UDC Ticino
Pericolo di fallimento dell’Eurozona: il Governo è preparato?
La situazione nell’Eurozona è davvero problematica. La crisi praticamente irreversibile della Grecia potrebbe essere solo la punta dell’iceberg. Preoccupanti scricchiolii arrivano infatti anche da altri Paesi, come ad esempio dalla Spagna, che recentemente ha ammesso di necessitare dell’aiuto dei forzieri dell’UE per non vedere le sue banche fallire. L’Italia che sta subendo una dieta ed un regime drastici, e i cui risultati non sono ancora conosciuti ma comunque sono remotissimi e molto aleatori, mentre il Portogallo e l’ Irlanda sarebbero da tempo in bancarotta qualora non avessero potuto approfittare del determinante aiuto dell’ U.E.

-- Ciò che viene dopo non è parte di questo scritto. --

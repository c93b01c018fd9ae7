//! HTTP intake for the conversation bridge: validates create requests,
//! queues them, and exposes the token acquire/refresh passes.
use std::sync::Arc;

use envconfig::Envconfig;

use bridge_common::lifecycle::SessionLifecycle;
use bridge_common::metrics::{serve, setup_metrics_routes};
use bridge_common::salesforce::{ConversationApi, SalesforceClient};
use bridge_common::session::SessionStore;
use bridge_common::store::MongoSessionStore;

use crate::config::Config;
use crate::publish::{KafkaPublisher, PrintPublisher, RequestPublisher};

mod api;
mod config;
mod conversation;
mod publish;
mod router;

#[tokio::main]
async fn main() {
    tracing_subscriber::fmt::init();

    let config = Config::init_from_env().expect("failed to load configuration from env");

    let store: Arc<dyn SessionStore> = Arc::new(
        MongoSessionStore::connect(&config.mongo)
            .await
            .expect("failed to connect to session store"),
    );
    let salesforce: Arc<dyn ConversationApi> = Arc::new(
        SalesforceClient::new(&config.salesforce)
            .expect("failed to build conversation API client"),
    );
    let lifecycle = Arc::new(SessionLifecycle::new(
        store,
        salesforce,
        config.partition_count,
    ));

    let publisher: Arc<dyn RequestPublisher> = if config.print_publisher {
        Arc::new(PrintPublisher)
    } else {
        Arc::new(KafkaPublisher::new(&config.kafka).expect("failed to create kafka producer"))
    };

    let app = router::router(publisher, lifecycle);
    let app = setup_metrics_routes(app);

    match serve(app, &config.bind()).await {
        Ok(_) => {}
        Err(e) => tracing::error!("failed to start bridge-api http server, {}", e),
    }
}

La fiducia degli abitanti dello spazio comune europeo sul salvataggio della Grecia è ai minimi storici, nonostante le promesse espresse e la ventata di relativo ottimismo portata dalla vittoria delle forze moderate nell’ultima tornata elettorale. Un sondaggio recente ha peraltro messo in evidenza come la netta maggioranza dei cittadini europei non crede che gli ellenici ce la faranno ad uscire dalla crisi: l’88% degli italiani, l’84% dei francesi, il 76% dei tedeschi e il 90% degli spagnoli pensa che il debito greco non sarà diminuito. Inoltre il 60,8 % degli abitanti di questi Paesi vedrebbero di buon occhio l’uscita della Grecia dall’U.E.
Le recenti tensioni tra la Germania e le nazioni cosiddette povere (PIIGS, dalle iniziali dei cinque stati) sono all’ordine del giorno e i tedeschi spesso nutrono più di un dubbio sulla reale utilità della moneta unica: 4 su 10 sono infatti favorevoli al ritorno del marco tedesco. I progetti di ammissione di nuovi stati sono per il momento bloccati, anche in ragione del fatto che concretamente nessun può dare la garanzia che l’ Unione Europea potrà, e breve-medio termine, superare la sua grave e profonda crisi che l’attraversa e se il suo futuro la potrà vedere ancora protagonista attiva e vitale della politica europea o se, invece, il suo destino sarà invece segnato dal suo paventato fallimento e sfaldamento.
Alla luce di tutte queste considerazioni sottoponiamo al lodevole Consiglio di Stato la presente interrogazione con i quesiti seguenti:
- Il crollo dell’Euro e di conseguente fallimento dell’ Eurozona è uno scenario che è stato preso in considerazione dal Governo?
- È stato approntato uno studio approfondito rispetto ai possibili scenari e alle emergenze critiche a loro legati?
- Una sinergia e condivisione delle relative misure di intervento possibili è stata pianificata e studiata anche a livello nazionale con il Consiglio Federale?
- Nel caso in cui si riproduca lo scenario di cui sopra, il Governo cantonale ha approntato delle misure concrete per parare la prevedibile onda d’urto di inconvenienti e lo stato critico che saranno giocoforza generati da questo funesto scenario?